**Problem**. One figure is the whole answer: the number of lines below that contain the word "reason".

━━━ Records for this task ━━━

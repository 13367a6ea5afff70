//! Transcription API client with provider-specific implementations.
//!
//! Routes each request to the module matching the configured provider.
//! DeepSeek, Zhipu, and Moonshot expose OpenAI-compatible transcription
//! endpoints and share the OpenAI implementation; Azure uses deployment
//! addressing and Ollama runs unauthenticated.

mod azure;
mod ollama;
mod openai;

use serde::Deserialize;
use std::path::Path;

use crate::config::ProviderConfig;
use crate::error::VoxError;
use crate::provider::AiProvider;

/// Response from transcription APIs (shared across providers).
#[derive(Debug, Deserialize)]
pub(crate) struct TranscriptionResponse {
    /// The transcribed text from the audio file
    pub text: String,
}

/// Transcribes an audio file using the configured provider.
///
/// The audio file is deleted after a successful transcription; on failure it
/// is kept so the recording can be retried by hand.
///
/// # Errors
/// - `MissingApiKey` / `UnsupportedCapability` before any network call
/// - `Network` if the request cannot complete
/// - `Api` for a non-2xx response, carrying the provider error body
pub async fn transcribe(audio_path: &Path, config: &ProviderConfig) -> Result<String, VoxError> {
    super::check_preconditions(config)?;

    tracing::info!(
        "Transcribing {} with {} ({})",
        audio_path.display(),
        config.provider.name(),
        config.model
    );

    let text = match config.provider {
        AiProvider::OpenAi | AiProvider::DeepSeek | AiProvider::Zhipu | AiProvider::Moonshot => {
            openai::transcribe(audio_path, config).await
        }
        AiProvider::Azure => azure::transcribe(audio_path, config).await,
        AiProvider::Ollama => ollama::transcribe(audio_path, config).await,
        // check_preconditions rejected this above.
        AiProvider::Anthropic => Err(VoxError::UnsupportedCapability(
            config.provider.name().to_string(),
        )),
    }?;

    if let Err(err) = std::fs::remove_file(audio_path) {
        tracing::warn!("Failed to delete {}: {err}", audio_path.display());
    }

    Ok(text.trim().to_string())
}
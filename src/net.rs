//! Shared HTTP helpers for the provider API clients.

use crate::error::VoxError;

/// Maps a reqwest transport failure to a `Network` error with a message a
/// user can act on.
pub(crate) fn transport_error(provider: &str, err: reqwest::Error) -> VoxError {
    let message = if err.is_connect() {
        format!("failed to connect to the {provider} API server; check your internet connection")
    } else if err.is_timeout() {
        format!("request to {provider} timed out; the API server is not responding")
    } else {
        format!("{provider} request failed: {err}")
    };
    VoxError::Network(message)
}

/// Passes 2xx responses through; anything else becomes an `Api` error
/// carrying the provider's error body verbatim.
pub(crate) async fn error_for_status(
    provider: &str,
    response: reqwest::Response,
) -> Result<reqwest::Response, VoxError> {
    let status = response.status();
    if status.is_success() {
        return Ok(response);
    }
    let body = response
        .text()
        .await
        .unwrap_or_else(|_| "unknown error".to_string());
    tracing::error!("{provider} API error (status {status}): {body}");
    Err(VoxError::Api {
        status: status.as_u16(),
        body,
    })
}

/// Joins a configured base URL with an endpoint path, tolerating trailing
/// slashes in user-entered URLs.
pub(crate) fn join_url(base_url: &str, path: &str) -> String {
    format!("{}{}", base_url.trim_end_matches('/'), path)
}
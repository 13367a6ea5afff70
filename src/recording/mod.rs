//! Audio capture collaborator.
//!
//! The pipeline only sees the `AudioCapture` seam: start capturing, stop and
//! get back the file path. The cpal-backed implementation lives in `audio`.

pub mod audio;

pub use audio::CpalCapture;

use async_trait::async_trait;
use std::path::PathBuf;

use crate::error::VoxError;

/// Microphone capture as the pipeline sees it. Both calls may fail; starting
/// twice or stopping without a capture in flight is a capture error.
#[async_trait]
pub trait AudioCapture: Send {
    async fn start(&mut self) -> Result<(), VoxError>;

    /// Finalizes the capture and returns the recorded file's path.
    async fn stop(&mut self) -> Result<PathBuf, VoxError>;
}
//! Azure OpenAI transcription endpoint.
//!
//! Azure addresses models through named deployments and authenticates with
//! an `api-key` header instead of a bearer token. The model field stays out
//! of the form; the deployment segment in the URL selects it.

use std::path::Path;

use super::TranscriptionResponse;
use crate::config::ProviderConfig;
use crate::error::VoxError;
use crate::net::{error_for_status, join_url, transport_error};

pub async fn transcribe(audio_path: &Path, config: &ProviderConfig) -> Result<String, VoxError> {
    let form = super::openai::build_form(audio_path, None)?;
    let url = build_url(config);
    let provider = config.provider.name();

    tracing::debug!("{provider} transcription request: POST {url}");

    let client = reqwest::Client::new();
    let response = client
        .post(&url)
        .header("api-key", &config.api_key)
        .multipart(form)
        .send()
        .await
        .map_err(|e| transport_error(provider, e))?;

    let response = error_for_status(provider, response).await?;
    let transcription: TranscriptionResponse = response
        .json()
        .await
        .map_err(|e| VoxError::Network(format!("failed to parse {provider} response: {e}")))?;

    Ok(transcription.text)
}

fn build_url(config: &ProviderConfig) -> String {
    let (api_version, deployment) = match &config.azure {
        Some(options) => (options.api_version.as_str(), options.deployment.as_str()),
        None => ("2024-02-01", "whisper"),
    };
    join_url(
        &config.base_url,
        &format!("/openai/deployments/{deployment}/audio/transcriptions?api-version={api_version}"),
    )
}
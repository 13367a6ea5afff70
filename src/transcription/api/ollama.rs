//! Ollama transcription endpoint.
//!
//! Local Ollama servers expose the OpenAI-compatible routes under `/v1` and
//! take no authentication header.

use std::path::Path;

use super::TranscriptionResponse;
use crate::config::ProviderConfig;
use crate::error::VoxError;
use crate::net::{error_for_status, join_url, transport_error};

pub async fn transcribe(audio_path: &Path, config: &ProviderConfig) -> Result<String, VoxError> {
    let form = super::openai::build_form(audio_path, Some(&config.model))?;
    let url = join_url(&config.base_url, "/v1/audio/transcriptions");
    let provider = config.provider.name();

    tracing::debug!("{provider} transcription request: POST {url} (model={})", config.model);

    let client = reqwest::Client::new();
    let response = client
        .post(&url)
        .multipart(form)
        .send()
        .await
        .map_err(|e| transport_error(provider, e))?;

    let response = error_for_status(provider, response).await?;
    let transcription: TranscriptionResponse = response
        .json()
        .await
        .map_err(|e| VoxError::Network(format!("failed to parse {provider} response: {e}")))?;

    Ok(transcription.text)
}
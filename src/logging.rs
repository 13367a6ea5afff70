//! Structured logging using the tracing crate.
//!
//! Writes to daily-rotated files under the XDG state directory and never to
//! the terminal, keeping stdout free for pipeline output. Old log files are
//! cleaned up at startup, keeping the 7 most recent days.

use std::fs;
use std::path::PathBuf;
use std::sync::OnceLock;
use tracing_appender::rolling;
use tracing_subscriber::prelude::*;

/// Keeps the non-blocking appender alive for the program lifetime.
static APPENDER_GUARD: OnceLock<tracing_appender::non_blocking::WorkerGuard> = OnceLock::new();

const MAX_LOG_FILES: usize = 7;

/// Initializes file-based logging. Level comes from `RUST_LOG`, defaulting
/// to "info".
///
/// # Errors
/// - If the log directory cannot be determined or created
/// - If logging was already initialized
pub fn init_logging() -> Result<(), anyhow::Error> {
    let dir = log_dir()?;
    fs::create_dir_all(&dir)?;

    if let Err(e) = cleanup_old_logs(&dir) {
        eprintln!("Warning: failed to clean up old logs: {e}");
    }

    let file_appender = rolling::daily(&dir, "voxclip.log");
    let (non_blocking, guard) = tracing_appender::non_blocking(file_appender);
    APPENDER_GUARD
        .set(guard)
        .map_err(|_| anyhow::anyhow!("Logging already initialized"))?;

    let env_filter = tracing_subscriber::EnvFilter::try_from_default_env()
        .unwrap_or_else(|_| tracing_subscriber::EnvFilter::new("info"));

    tracing_subscriber::registry()
        .with(env_filter)
        .with(
            tracing_subscriber::fmt::layer()
                .with_writer(non_blocking)
                .with_target(true)
                .with_level(true)
                .with_ansi(false),
        )
        .init();

    tracing::debug!("Logging initialized. Log directory: {}", dir.display());
    Ok(())
}

/// Log directory per the XDG Base Directory Specification: `XDG_STATE_HOME`
/// if set, otherwise `~/.local/state/voxclip`.
pub(crate) fn log_dir() -> Result<PathBuf, anyhow::Error> {
    if let Ok(xdg_state) = std::env::var("XDG_STATE_HOME") {
        return Ok(PathBuf::from(xdg_state).join("voxclip"));
    }
    let home = dirs::home_dir()
        .ok_or_else(|| anyhow::anyhow!("Could not determine home directory"))?;
    Ok(home.join(".local/state/voxclip"))
}

/// Removes rotated log files beyond the retention count, newest kept.
fn cleanup_old_logs(dir: &PathBuf) -> Result<(), anyhow::Error> {
    let mut log_files: Vec<_> = fs::read_dir(dir)?
        .filter_map(|entry| {
            let path = entry.ok()?.path();
            let name = path.file_name()?.to_string_lossy().to_string();
            if !name.starts_with("voxclip.log.") {
                return None;
            }
            let modified = fs::metadata(&path).ok()?.modified().ok()?;
            Some((path, modified))
        })
        .collect();

    log_files.sort_by(|a, b| b.1.cmp(&a.1));

    for (path, _) in log_files.iter().skip(MAX_LOG_FILES) {
        if let Err(e) = fs::remove_file(path) {
            tracing::warn!("Failed to delete old log file {}: {e}", path.display());
        }
    }
    Ok(())
}
//! Anthropic messages endpoint.
//!
//! Claude takes the system instruction as a top-level field and returns
//! content blocks instead of choices. Speech-to-text is not offered; this
//! provider only ever serves the formatting leg.

use serde::{Deserialize, Serialize};

use super::ChatMessage;
use crate::config::ProviderConfig;
use crate::error::VoxError;
use crate::formatting::DEFAULT_FORMAT_PROMPT;
use crate::net::{error_for_status, join_url, transport_error};

const ANTHROPIC_VERSION: &str = "2023-06-01";
const ANTHROPIC_MAX_TOKENS: u32 = 1024;

#[derive(Debug, Serialize)]
struct MessagesRequest {
    model: String,
    max_tokens: u32,
    system: String,
    messages: Vec<ChatMessage>,
}

#[derive(Debug, Deserialize)]
struct MessagesResponse {
    content: Vec<ContentBlock>,
}

#[derive(Debug, Deserialize)]
struct ContentBlock {
    text: String,
}

pub async fn format(
    text: &str,
    config: &ProviderConfig,
    custom_prompt: Option<&str>,
) -> Result<String, VoxError> {
    let url = join_url(&config.base_url, "/v1/messages");
    let provider = config.provider.name();

    let request = MessagesRequest {
        model: config.model.clone(),
        max_tokens: ANTHROPIC_MAX_TOKENS,
        system: custom_prompt.unwrap_or(DEFAULT_FORMAT_PROMPT).to_string(),
        messages: vec![ChatMessage::user(text)],
    };

    tracing::debug!("{provider} chat request: POST {url} (model={})", config.model);

    let client = reqwest::Client::new();
    let response = client
        .post(&url)
        .header("x-api-key", &config.api_key)
        .header("anthropic-version", ANTHROPIC_VERSION)
        .json(&request)
        .send()
        .await
        .map_err(|e| transport_error(provider, e))?;

    let response = error_for_status(provider, response).await?;
    let completion: MessagesResponse = response
        .json()
        .await
        .map_err(|e| VoxError::Network(format!("failed to parse {provider} response: {e}")))?;

    completion
        .content
        .into_iter()
        .next()
        .map(|block| block.text)
        .ok_or_else(|| VoxError::Network(format!("{provider} returned no completion content")))
}
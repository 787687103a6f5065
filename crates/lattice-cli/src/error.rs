use latticegen::engine::error::EngineError;
use std::path::PathBuf;
use thiserror::Error;

pub type Result<T> = std::result::Result<T, CliError>;

#[derive(Debug, Error)]
pub enum CliError {
    #[error(transparent)]
    Core(#[from] EngineError),

    #[error("Configuration error: {0}")]
    Config(String),

    #[error("Failed to parse file '{path}': {source}", path = path.display())]
    FileParsing {
        path: PathBuf,
        #[source]
        source: anyhow::Error,
    },

    #[error("Validation failed: {0}")]
    Validation(String),

    #[error("I/O error: {0}")]
    Io(#[from] std::io::Error),

    #[error("Invalid argument: {0}")]
    Argument(String),

    #[error(transparent)]
    Other(#[from] anyhow::Error),
}
/// Events emitted while a run generates its jobs.
///
/// Every job of a run ends in exactly one `JobGenerated` or `JobSkipped`, and every
/// `StudyStart` is closed by a `StudyFinish`, also when the run aborts.
#[derive(Debug, Clone, PartialEq)]
pub enum Progress {
    StudyStart { run_id: String, total_jobs: u64 },
    JobGenerated { job_id: String },
    JobSkipped {
        job_id: String,
        stage: &'static str,
        reason: String,
    },
    StudyFinish { generated: usize, skipped: usize },
}

pub type ProgressCallback<'a> = Box<dyn Fn(Progress) + Send + Sync + 'a>;

#[derive(Default)]
pub struct ProgressReporter<'a> {
    callback: Option<ProgressCallback<'a>>,
}

impl<'a> ProgressReporter<'a> {
    pub fn new() -> Self {
        Self::default()
    }

    pub fn with_callback(callback: ProgressCallback<'a>) -> Self {
        Self {
            callback: Some(callback),
        }
    }

    #[inline]
    pub fn report(&self, event: Progress) {
        if let Some(cb) = &self.callback {
            cb(event);
        }
    }
}

#[cfg(test)]
mod tests {
    use super::*;
    use std::sync::Mutex;

    #[test]
    fn forwards_events_in_order() {
        let seen = Mutex::new(Vec::new());
        let reporter = ProgressReporter::with_callback(Box::new(|event| {
            seen.lock().unwrap().push(event);
        }));

        reporter.report(Progress::StudyStart {
            run_id: "run_a".to_string(),
            total_jobs: 1,
        });
        reporter.report(Progress::JobSkipped {
            job_id: "job_001".to_string(),
            stage: "geometry",
            reason: "overlap".to_string(),
        });
        reporter.report(Progress::StudyFinish {
            generated: 0,
            skipped: 1,
        });
        drop(reporter);

        let seen = seen.into_inner().unwrap();
        assert_eq!(seen.len(), 3);
        assert!(matches!(seen[1], Progress::JobSkipped { stage: "geometry", .. }));
        assert_eq!(
            seen[2],
            Progress::StudyFinish {
                generated: 0,
                skipped: 1
            }
        );
    }

    #[test]
    fn reporter_without_callback_is_silent() {
        ProgressReporter::new().report(Progress::JobGenerated {
            job_id: "job_001".to_string(),
        });
    }
}
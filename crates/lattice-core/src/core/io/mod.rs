//! Loading of job definition files.
//!
//! A job definition is parsed into loosely typed file records first and then converted
//! into the [`crate::core::models`] types. Every structural or range problem found during
//! conversion is collected so that a single load reports all of them.

pub mod toml_job;
pub mod traits;
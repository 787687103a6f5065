use latticegen::engine::{builder, code_check, config as core_config, validation};
use std::path::PathBuf;

pub struct DefaultsConfig {
    pub output_base_dir: PathBuf,
    pub source_extension: String,
    pub script_name: String,
    pub validation_enabled: bool,
    pub strict: bool,
    pub tolerance: f64,
    pub thickness_margin: f64,
    pub safety_factor: f64,
    pub max_line_length: usize,
    pub max_whitespace_run: usize,
    pub solver_command: String,
    pub num_cores: usize,
    /// Batches larger than this ask for confirmation unless `--yes` is given.
    pub confirm_threshold: usize,
}

impl Default for DefaultsConfig {
    fn default() -> Self {
        Self {
            output_base_dir: PathBuf::from("jobs/comsol"),
            source_extension: core_config::DEFAULT_SOURCE_EXTENSION.to_string(),
            script_name: core_config::DEFAULT_SCRIPT_NAME.to_string(),
            validation_enabled: true,
            strict: false,
            tolerance: validation::DEFAULT_TOLERANCE,
            thickness_margin: validation::DEFAULT_THICKNESS_MARGIN,
            safety_factor: builder::DEFAULT_SAFETY_FACTOR,
            max_line_length: code_check::DEFAULT_MAX_LINE_LENGTH,
            max_whitespace_run: code_check::DEFAULT_MAX_WHITESPACE_RUN,
            solver_command: core_config::DEFAULT_SOLVER_COMMAND.to_string(),
            num_cores: core_config::DEFAULT_NUM_CORES,
            confirm_threshold: 10,
        }
    }
}
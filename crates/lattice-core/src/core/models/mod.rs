//! # Core Models Module
//!
//! Plain data describing a custom lattice job. Models carry no validation logic of their
//! own; invariants are established by the loader in [`crate::core::io`] and checked again
//! by the engine where a parameter set can break them.
//!
//! ## Key Components
//!
//! - [`ids`] - Identifier newtypes for spheres and beams
//! - [`sphere`] - Lattice nodes with position, radius and radius ratio
//! - [`beam`] - Struts connecting two spheres
//! - [`geometry`] - The full lattice with its lattice constant
//! - [`material`] - Material properties and mesh settings
//! - [`study`] - Strain study and boundary condition settings
//! - [`parametric`] - Parameter paths, sweeps and defaults
//! - [`job`] - The top-level job definition
//!
//! ## Usage
//!
//! ```ignore
//! use latticegen::core::models::{geometry::Geometry, sphere::Sphere, ids::SphereId};
//! use nalgebra::Point3;
//!
//! let spheres = vec![Sphere::new(SphereId(1), Point3::origin(), 0.3)];
//! let geometry = Geometry::new(1.0, spheres, Vec::new());
//! ```

pub mod beam;
pub mod geometry;
pub mod ids;
pub mod job;
pub mod material;
pub mod parametric;
pub mod sphere;
pub mod study;
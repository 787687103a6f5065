//! # Core Module
//!
//! Fundamental data structures and I/O for lattice job definitions.
//!
//! - **Lattice Representation** ([`models`]) - Spheres, beams, materials, study settings and
//!   the parametric description of a job
//! - **File I/O** ([`io`]) - Loading job definitions from TOML with collected schema errors
//! - **Utilities** ([`utils`]) - Small geometric helpers shared by the engine

pub mod io;
pub mod models;
pub mod utils;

━━━

**Response area**. 2